Small Business Trends: Can provide us with a little bit of your background?

Raghu Raghavan: My interest in this whole space probably started some 12 to 13 years ago. I was one of the two founders of Responsys, which back then was one of first SaaS companies before the word SaaS was even being used.

We built a very nice, multitalented platform for doing email marketing back in the day. One of the things that struck me all along was that email was always going to become a part of a much bigger picture with respect to marketers.





When I started Act-On, there was a lot of interest in a more robust view of marketing. I think Eloqua for ten years had been talking about marketing automation and what it would mean. I think they educated the market.

When Marketo came into the market they basically challenged a lot of the assumptions. Marketing automation always was along the lines of “SAP meets marketing.” It was like a big ERP implementation, nine months to set up, and Marketo came in and
challenged that. They came with a fantastic approach to the market and we wanted to do some of those things.

When we started Act-On, Salesforce was dominant. We were working on our platform to be used everywhere. Marketing automation was starting to be talked about more widely, so it was a fantastic time to enter into a new market that was barely penetrated. Act-On is a company that has the founding engineering from Responsys, it has a lot of deep knowledge about SaaS. We came in, we saw the all of the things that had not been done right in this space, and I think it allowed us to build a company in an whole new way to attack what we saw in the monsters market.

Small Business Trends: How has the proliferation of all of these different channels, formats and social networks brought on the need for marketing automation?



Raghu Raghavan: I think in a huge way. That is a great question. Because I think that is one of the driving factors for marketing automation that no one really talks much about. You know a little bit of history, it helps to be around this space for a long time. If you look at companies like Unica, part of the new Enterprise Marketing Management (EMM) group at IBM, and Aprimo, old line companies – I shouldn’t say old line, they are not that old, but they are now old line companies. They actually set out to solve a problem that big companies had, which was multiple channels.



For big companies the channels were email, the Web, dealer networks – it was all of their other physical touch points, re-sellers and “what-have-you.“ Well if you look at companies now, if you look at all of these channels it is sort of like that. So the technology for multi-channel behavior management had been done in a different domain.

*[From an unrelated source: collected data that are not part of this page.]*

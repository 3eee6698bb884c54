use std::collections::BTreeMap;

use anyhow::Result;

use crate::store::local::LocalStorage;
use crate::store::schema::WORD_STATUSES_KEY;
use crate::vocab::{Word, WordStatus};

/// Local known/unknown marks for numerically identified words.
pub struct WordStatuses {
    storage: LocalStorage,
}

impl WordStatuses {
    pub fn new(storage: LocalStorage) -> Self {
        Self { storage }
    }

    pub fn map(&self) -> BTreeMap<i64, WordStatus> {
        self.storage.get_or_default(WORD_STATUSES_KEY)
    }

    pub fn status(&self, id: i64) -> WordStatus {
        self.map().get(&id).copied().unwrap_or_default()
    }

    /// Unmarked entries are dropped rather than stored.
    pub fn set(&self, id: i64, status: WordStatus) -> Result<()> {
        let mut map = self.map();
        if status == WordStatus::Unmarked {
            map.remove(&id);
        } else {
            map.insert(id, status);
        }
        self.storage.set(WORD_STATUSES_KEY, &map)
    }

    /// Overlay stored marks onto `words`. Words without a numeric id are left alone.
    pub fn apply(&self, words: &mut [Word]) {
        let map = self.map();
        for word in words.iter_mut() {
            if let Some(id) = word.id.as_num() {
                word.status = map.get(&id).copied().unwrap_or_default();
            }
        }
    }
}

What happens now is that there is a need to engineer all of this down to a format where a small company, with a relatively small number of employees in marketing can actually make sense of all of this. Every company we talk to tries everything. They try to tweet; they create a Facebook Page; they blog; they do things on the website. The interesting thing with marketing now is to say, ‘What should I be doing? Am I doing enough, because there is no universal answer of what is the best thing for anybody?’

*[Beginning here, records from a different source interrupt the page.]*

use std::fs;
use std::path::PathBuf;

use anyhow::Result;
use serde::{Deserialize, Serialize};

pub const MIN_CHALLENGE_SIZE: usize = 1;
pub const MAX_CHALLENGE_SIZE: usize = 100;
/// UI locales with a translation file under `locales/`.
pub const LANGUAGES: [&str; 2] = ["en", "zh-CN"];

#[derive(Clone, Debug, Serialize, Deserialize)]
pub struct Config {
    #[serde(default = "default_theme")]
    pub theme: String,
    /// Remote API root. Remote stores are disabled when unset.
    #[serde(default)]
    pub api_base_url: Option<String>,
    #[serde(default = "default_challenge_size")]
    pub challenge_size: usize,
    #[serde(default = "default_speech_enabled")]
    pub speech_enabled: bool,
    #[serde(default = "default_speech_command")]
    pub speech_command: String,
    #[serde(default = "default_book")]
    pub default_book: String,
    #[serde(default = "default_language")]
    pub language: String,
}

fn default_theme() -> String {
    "terminal-default".to_string()
}
fn default_challenge_size() -> usize {
    20
}
fn default_speech_enabled() -> bool {
    false
}
fn default_speech_command() -> String {
    "espeak".to_string()
}
fn default_book() -> String {
    "daily-basics".to_string()
}
fn default_language() -> String {
    "en".to_string()
}

impl Default for Config {
    fn default() -> Self {
        Self {
            theme: default_theme(),
            api_base_url: None,
            challenge_size: default_challenge_size(),
            speech_enabled: default_speech_enabled(),
            speech_command: default_speech_command(),
            default_book: default_book(),
            language: default_language(),
        }
    }
}

impl Config {
    pub fn load() -> Result<Self> {
        let path = Self::config_path();
        if path.exists() {
            let content = fs::read_to_string(&path)?;
            let mut config: Config = toml::from_str(&content)?;
            config.validate();
            Ok(config)
        } else {
            Ok(Config::default())
        }
    }

    pub fn save(&self) -> Result<()> {
        let path = Self::config_path();
        if let Some(parent) = path.parent() {
            fs::create_dir_all(parent)?;
        }
        let content = toml::to_string_pretty(self)?;
        fs::write(&path, content)?;
        Ok(())
    }

    pub fn config_dir() -> PathBuf {
        dirs::config_dir()
            .unwrap_or_else(|| PathBuf::from("."))
            .join("vocabdr")
    }

    fn config_path() -> PathBuf {
        Self::config_dir().join("config.toml")
    }

    /// Clamp out-of-range values and drop a blank API url.
    pub fn validate(&mut self) {
        self.challenge_size = self
            .challenge_size
            .clamp(MIN_CHALLENGE_SIZE, MAX_CHALLENGE_SIZE);
        if self
            .api_base_url
            .as_deref()
            .is_some_and(|url| url.trim().is_empty())
        {
            self.api_base_url = None;
        }
        if self.speech_command.trim().is_empty() {
            self.speech_command = default_speech_command();
        }
        if !LANGUAGES.contains(&self.language.as_str()) {
            log::warn!("unsupported language {:?}, using en", self.language);
            self.language = default_language();
        }
    }
}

Marketing automation has come along and created a forum where there is a lot of things you can do pretty quickly, lots of power tools. So now the real question is, ‘How do you use them wisely?”

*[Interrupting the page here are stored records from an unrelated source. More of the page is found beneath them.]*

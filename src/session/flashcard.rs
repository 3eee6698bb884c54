use crate::vocab::{Word, WordStatus};

/// Card-by-card review. The front shows the word, the back its meaning and example.
pub struct FlashcardSession {
    words: Vec<Word>,
    index: usize,
    flipped: bool,
}

impl FlashcardSession {
    pub fn new(words: Vec<Word>) -> Self {
        Self {
            words,
            index: 0,
            flipped: false,
        }
    }

    pub fn current(&self) -> Option<&Word> {
        self.words.get(self.index)
    }

    pub fn is_flipped(&self) -> bool {
        self.flipped
    }

    pub fn flip(&mut self) {
        if !self.words.is_empty() {
            self.flipped = !self.flipped;
        }
    }

    /// Advance to the next card. Returns false at the end of the deck.
    pub fn next(&mut self) -> bool {
        if self.index + 1 < self.words.len() {
            self.index += 1;
            self.flipped = false;
            true
        } else {
            false
        }
    }

    pub fn prev(&mut self) -> bool {
        if self.index > 0 {
            self.index -= 1;
            self.flipped = false;
            true
        } else {
            false
        }
    }

    /// Toggle `status` on the current card and return the word with its new status.
    pub fn mark(&mut self, status: WordStatus) -> Option<&Word> {
        let word = self.words.get_mut(self.index)?;
        word.status = word.status.toggled(status);
        Some(word)
    }

    /// (1-based position, total)
    pub fn progress(&self) -> (usize, usize) {
        if self.words.is_empty() {
            (0, 0)
        } else {
            (self.index + 1, self.words.len())
        }
    }
}
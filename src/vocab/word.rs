use std::fmt;

use chrono::NaiveDate;
use serde::{Deserialize, Serialize};

/// Remote and bundled words carry a numeric id; custom words carry a generated string id.
#[derive(Clone, Debug, PartialEq, Eq, Hash, PartialOrd, Ord, Serialize, Deserialize)]
#[serde(untagged)]
pub enum WordId {
    Num(i64),
    Text(String),
}

impl WordId {
    pub fn as_num(&self) -> Option<i64> {
        match self {
            WordId::Num(n) => Some(*n),
            WordId::Text(_) => None,
        }
    }
}

impl fmt::Display for WordId {
    fn fmt(&self, f: &mut fmt::Formatter<'_>) -> fmt::Result {
        match self {
            WordId::Num(n) => write!(f, "{n}"),
            WordId::Text(s) => f.write_str(s),
        }
    }
}

impl From<i64> for WordId {
    fn from(n: i64) -> Self {
        WordId::Num(n)
    }
}

impl From<&str> for WordId {
    fn from(s: &str) -> Self {
        WordId::Text(s.to_string())
    }
}

#[derive(Clone, Copy, Debug, Default, PartialEq, Eq, Hash, Serialize, Deserialize)]
#[serde(rename_all = "lowercase")]
pub enum WordStatus {
    #[default]
    Unmarked,
    Known,
    Unknown,
}

impl WordStatus {
    pub fn as_str(self) -> &'static str {
        match self {
            WordStatus::Unmarked => "unmarked",
            WordStatus::Known => "known",
            WordStatus::Unknown => "unknown",
        }
    }

    /// Pressing the same mark twice clears it.
    pub fn toggled(self, target: WordStatus) -> WordStatus {
        if self == target {
            WordStatus::Unmarked
        } else {
            target
        }
    }
}

#[derive(Clone, Debug, PartialEq, Serialize, Deserialize)]
#[serde(rename_all = "camelCase")]
pub struct Word {
    pub id: WordId,
    pub word: String,
    pub meaning: String,
    #[serde(default, skip_serializing_if = "Option::is_none")]
    pub example: Option<String>,
    #[serde(default, skip_serializing_if = "Option::is_none")]
    pub example_cn: Option<String>,
    #[serde(default)]
    pub tags: Vec<String>,
    #[serde(default)]
    pub status: WordStatus,
    #[serde(default)]
    pub mistakes: Vec<NaiveDate>,
}

impl Word {
    pub fn new(id: impl Into<WordId>, word: &str, meaning: &str) -> Self {
        Self {
            id: id.into(),
            word: word.to_string(),
            meaning: meaning.to_string(),
            example: None,
            example_cn: None,
            tags: Vec::new(),
            status: WordStatus::Unmarked,
            mistakes: Vec::new(),
        }
    }

    pub fn error_count(&self) -> usize {
        self.mistakes.len()
    }
}

/// Words matching `status`, or all words when `status` is `None`.
pub fn filter_by_status(words: &[Word], status: Option<WordStatus>) -> Vec<&Word> {
    words
        .iter()
        .filter(|w| status.is_none_or(|s| w.status == s))
        .collect()
}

The great thing about marketing automation is it takes the focus away from the individual tools and shifts the focus towards what the market is trying to achieve.



Small Business Trends: Are you seeing main stream traditional businesses starting to jump in here?



Raghu Raghavan: Yess. I think that you raised the question of affordability. It is interesting because the two companies that basically challenge the status quo on that were Pardot and us. Pardot and Act-On basically went and said, ‘Look, you can do sophisticated things without spending a lot of money.’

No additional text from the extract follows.